When I was still on the job it depended on the department I worked for, on weather or not you carried the issued weapon, a couple of them wouldn't let you for some arcane reason, the others would and one made it mandatory. All required you to carry your credentials with .

Although not needed for most sworn Leo's a wise Ole Sgt once told me as soon as possible to apply for and carry a CCW lic. It can help cover your ass, So i did and taught that for a number of years to the younger troops.

Now with HR-218 on the books not sure it would be needed, but not all states are playing the same game when it comes to the 218 law.


----------



## unpecador (May 9, 2008)

My uncle is in Law Enforcement, he does not wear a Police uniform and only he knows when he's on or off duty, he's always carrying concealed anyways and he has a wallet that has his badge and photo ID issued by his department.


----------



## TampaSsgt (Apr 3, 2008)

I was a LEO in the State of Ohio (late 70's to mid 80's), At that time we were mandated to carry off-duty all the time.

We were able to carry our duty weapons, but no one wanted to carry a 4 inch barrel off-duty.

Most of us carried either a compact revolver or semi-automatic.

I carried either my S&W Model 66 2 1/2 inch Roundbutt, .357, in stainless steel, or my Model 1911 Colt Combat Commander .45 acp.

I was able to carry anywhere in the State of Ohio. Some states would recognize out of state LEO's and some did not.
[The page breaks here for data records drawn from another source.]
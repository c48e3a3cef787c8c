//! UseCase: ベアラー資格情報からアイデンティティを解決
//!
//! ## テスト実装の作業記録
//!
//! ### 何をテストしているか
//! - ResolveIdentityUseCase::execute() メソッド
//! - 署名・期限の検証と、ユーザーレコードの検索
//!
//! ### どのような状況を想定しているか
//! - 正常系：有効なトークンと既存ユーザー
//! - 異常系：検証失敗、ユーザー不在、ストア障害

use std::sync::Arc;

use crate::domain::{AuthError, CredentialVerifier, Identity, UserStore};

/// アイデンティティ解決のユースケース（副作用なし）
pub struct ResolveIdentityUseCase {
    verifier: Arc<dyn CredentialVerifier>,
    users: Arc<dyn UserStore>,
}

impl ResolveIdentityUseCase {
    pub fn new(verifier: Arc<dyn CredentialVerifier>, users: Arc<dyn UserStore>) -> Self {
        Self { verifier, users }
    }

    /// 資格情報を検証し、ユーザーと組織上のスコープを返す
    pub async fn execute(&self, credential: &str) -> Result<Identity, AuthError> {
        let verified = self.verifier.verify(credential).map_err(|e| {
            tracing::debug!("Credential verification failed: {}", e);
            AuthError::InvalidCredential
        })?;

        let record = self
            .users
            .find_user_by_id(&verified.user_id)
            .await
            .map_err(|e| AuthError::IdentityLookupFailed(e.to_string()))?
            .ok_or(AuthError::UnknownUser)?;

        Ok(Identity::from(record))
    }
}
As far as I was concerned, when I encountered a LEO from another state, and he had the proper identification to proove it, I had no problem with it.

Matter of fact I endorsed it because I knew that if I were having a confrontation with a slimeball and an off-duty LEO from another state was driving by, that I would have instant back-up, because NO LEO with any professional worth would ever drive past a brother LEO in trouble and not stop to give aid. :smt023


----------



## 4X4SNEAK (Jan 27, 2008)

I am a former full-time LEO and now a part-time LEO. I am still sworn, so I am covered by HR218. Montana law exempts LEO's. 
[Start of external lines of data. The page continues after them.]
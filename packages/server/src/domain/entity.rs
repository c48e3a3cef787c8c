//! エンティティとスナップショット

use chrono::{DateTime, Utc};
use reportcast_shared::time::DateRange;

use super::value_object::{ReportId, ReportPriority, ReportStatus, Role, UnitId, UserId};

/// User record as returned by the user/organization store
#[derive(Debug, Clone, PartialEq, Eq)]
pub struct UserRecord {
    pub id: UserId,
    pub role: Role,
    /// Unit whose supervisor this user is, if any
    pub supervised_unit: Option<UnitId>,
    /// Unit this user works in, if any
    pub assigned_unit: Option<UnitId>,
}

/// Resolved user context attached to an authenticated connection.
///
/// Unit associations are normalized at construction: a supervised unit is
/// kept only for supervisors and an assigned unit only for workers.
#[derive(Debug, Clone, PartialEq, Eq)]
pub struct Identity {
    user_id: UserId,
    role: Role,
    supervised_unit: Option<UnitId>,
    assigned_unit: Option<UnitId>,
}

impl Identity {
    pub fn new(
        user_id: UserId,
        role: Role,
        supervised_unit: Option<UnitId>,
        assigned_unit: Option<UnitId>,
    ) -> Self {
        Self {
            user_id,
            role,
            supervised_unit: supervised_unit.filter(|_| role == Role::Supervisor),
            assigned_unit: assigned_unit.filter(|_| role == Role::Worker),
        }
    }

    pub fn user_id(&self) -> &UserId {
        &self.user_id
    }

    pub fn role(&self) -> Role {
        self.role
    }

    pub fn supervised_unit(&self) -> Option<&UnitId> {
        self.supervised_unit.as_ref()
    }

    pub fn assigned_unit(&self) -> Option<&UnitId> {
        self.assigned_unit.as_ref()
    }

    pub fn is_admin(&self) -> bool {
        self.role == Role::Admin
    }

    /// The single organizational unit this identity is scoped to
    pub fn unit_id(&self) -> Option<&UnitId> {
        self.supervised_unit
            .as_ref()
            .or(self.assigned_unit.as_ref())
    }
}

impl From<UserRecord> for Identity {
    fn from(record: UserRecord) -> Self {
        Self::new(
            record.id,
            record.role,
            record.supervised_unit,
            record.assigned_unit,
        )
    }
}

/// Immutable snapshot of a report at the moment it was created or updated
#[derive(Debug, Clone, PartialEq, Eq)]
pub struct ReportEvent {
    pub id: ReportId,
    pub unit_id: UnitId,
    pub title: String,
    pub description: String,
    pub location: String,
    pub status: ReportStatus,
    pub priority: ReportPriority,
    pub student_id: Option<UserId>,
    pub created_at: DateTime<Utc>,
    pub updated_at: DateTime<Utc>,
    pub unit_name: Option<String>,
    pub student_name: Option<String>,
    pub image_urls: Vec<String>,
}

/// What a metrics snapshot aggregates over
#[derive(Debug, Clone, PartialEq, Eq)]
pub enum MetricsScope {
    Global,
    Unit(UnitId),
}

impl MetricsScope {
    pub fn unit_id(&self) -> Option<&UnitId> {
        match self {
            Self::Global => None,
            Self::Unit(unit_id) => Some(unit_id),
        }
    }
}

/// Count-based statistics for the whole system or one unit
#[derive(Debug, Clone, PartialEq, Eq)]
pub struct MetricsSnapshot {
    pub scope: MetricsScope,
    pub total: u64,
    pub pending: u64,
    pub in_progress: u64,
    pub completed: u64,
    pub low: u64,
    pub medium: u64,
    pub high: u64,
}

impl MetricsSnapshot {
    /// Build a snapshot from bucket counts.
    ///
    /// Every report has exactly one status, so `total` is the status sum.
    pub fn from_counts(scope: MetricsScope, status: [u64; 3], priority: [u64; 3]) -> Self {
        let [pending, in_progress, completed] = status;
        let [low, medium, high] = priority;
        Self {
            scope,
            total: pending + in_progress + completed,
            pending,
            in_progress,
            completed,
            low,
            medium,
            high,
        }
    }

    pub fn empty(scope: MetricsScope) -> Self {
        Self::from_counts(scope, [0; 3], [0; 3])
    }
}

/// Filter for report counts and listings; `None` means "any"
#[derive(Debug, Clone, Default, PartialEq, Eq)]
pub struct ReportFilter {
    pub unit_id: Option<UnitId>,
    pub status: Option<ReportStatus>,
    pub priority: Option<ReportPriority>,
    pub created: Option<DateRange>,
}

impl ReportFilter {
    pub fn for_scope(scope: &MetricsScope) -> Self {
        Self {
            unit_id: scope.unit_id().cloned(),
            ..Self::default()
        }
    }

    pub fn with_unit(mut self, unit_id: UnitId) -> Self {
        self.unit_id = Some(unit_id);
        self
    }

    pub fn with_status(mut self, status: ReportStatus) -> Self {
        self.status = Some(status);
        self
    }

    pub fn with_priority(mut self, priority: ReportPriority) -> Self {
        self.priority = Some(priority);
        self
    }

    pub fn created_within(mut self, range: DateRange) -> Self {
        self.created = Some(range);
        self
    }

    pub fn matches(&self, report: &ReportEvent) -> bool {
        self.unit_id.as_ref().is_none_or(|unit| *unit == report.unit_id)
            && self.status.is_none_or(|status| status == report.status)
            && self.priority.is_none_or(|priority| priority == report.priority)
            && self
                .created
                .is_none_or(|range| range.contains(&report.created_at))
    }
}

/// 1-based page request
#[derive(Debug, Clone, Copy, PartialEq, Eq)]
pub struct PageRequest {
    pub limit: u32,
    pub page: u32,
}

impl PageRequest {
    pub fn first(limit: u32) -> Self {
        Self { limit, page: 1 }
    }

    /// Number of rows to skip
    pub fn offset(&self) -> u64 {
        u64::from(self.limit) * u64::from(self.page.saturating_sub(1))
    }
}

/// One page of reports plus paging totals
#[derive(Debug, Clone, PartialEq, Eq)]
pub struct ReportPage {
    pub limit: u32,
    pub page: u32,
    pub number_of_pages: u64,
    pub count: u64,
    pub data: Vec<ReportEvent>,
}

impl ReportPage {
    pub fn new(request: PageRequest, count: u64, data: Vec<ReportEvent>) -> Self {
        let number_of_pages = if request.limit == 0 {
            0
        } else {
            count.div_ceil(u64::from(request.limit))
        };
        Self {
            limit: request.limit,
            page: request.page,
            number_of_pages,
            count,
            data,
        }
    }

    pub fn empty(request: PageRequest) -> Self {
        Self::new(request, 0, Vec::new())
    }
}
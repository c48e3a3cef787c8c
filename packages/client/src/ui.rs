//! UI utilities for the client.

use std::io::Write;

pub const PROMPT: &str = "reports> ";

/// Redisplay the prompt after printing a push
pub fn redisplay_prompt() {
    print!("{}", PROMPT);
    std::io::stdout().flush().ok();
}
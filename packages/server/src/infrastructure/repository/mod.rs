//! Repository 実装
//!
//! - `inmemory`: プロセス内のストア（開発・テスト用）
//! - `postgres`: 既存の PostgreSQL スキーマを読むストア（sqlx）

pub mod inmemory;
pub mod postgres;

pub use inmemory::{InMemoryReportStore, InMemoryUserStore};
pub use postgres::{PostgresReportStore, PostgresUserStore};
//! Graceful shutdown signal.

use tokio::signal;

/// Resolves on Ctrl+C, or SIGTERM on Unix
pub async fn shutdown_signal() {
    let ctrl_c = async {
        if let Err(e) = signal::ctrl_c().await {
            tracing::error!("Failed to install Ctrl+C handler: {}", e);
            std::future::pending::<()>().await;
        }
    };

    #[cfg(unix)]
    let terminate = async {
        match signal::unix::signal(signal::unix::SignalKind::terminate()) {
            Ok(mut stream) => {
                stream.recv().await;
            }
            Err(e) => {
                tracing::error!("Failed to install SIGTERM handler: {}", e);
                std::future::pending::<()>().await;
            }
        }
    };

    #[cfg(not(unix))]
    let terminate = std::future::pending::<()>();

    tokio::select! {
        _ = ctrl_c => {},
        _ = terminate => {},
    }

    tracing::info!("Shutdown signal received, starting graceful shutdown");
}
It depends on the department policy and it doesn't matter what the law says. The Chief or Sheriff make the rules. I have been around several and worked for three. My first department required that you be qualified with the off-duty gun. My second department didn't have a policy and my third department required us to get a CCW permit to carry anything other than our duty pistol.


----------



## Marcus99 (Apr 23, 2008)

Thanks guys. Yeah, I had a feeling it varied by state. I personally think it's ridiculous that off-duty offiers aren't allowed to carry in all places, doesn't make much sense. Regarding the carrying of issued sidearms while off duty I'm surprised that's allowed, I was expecting something along the lines of "can't carry government property while off the clock". 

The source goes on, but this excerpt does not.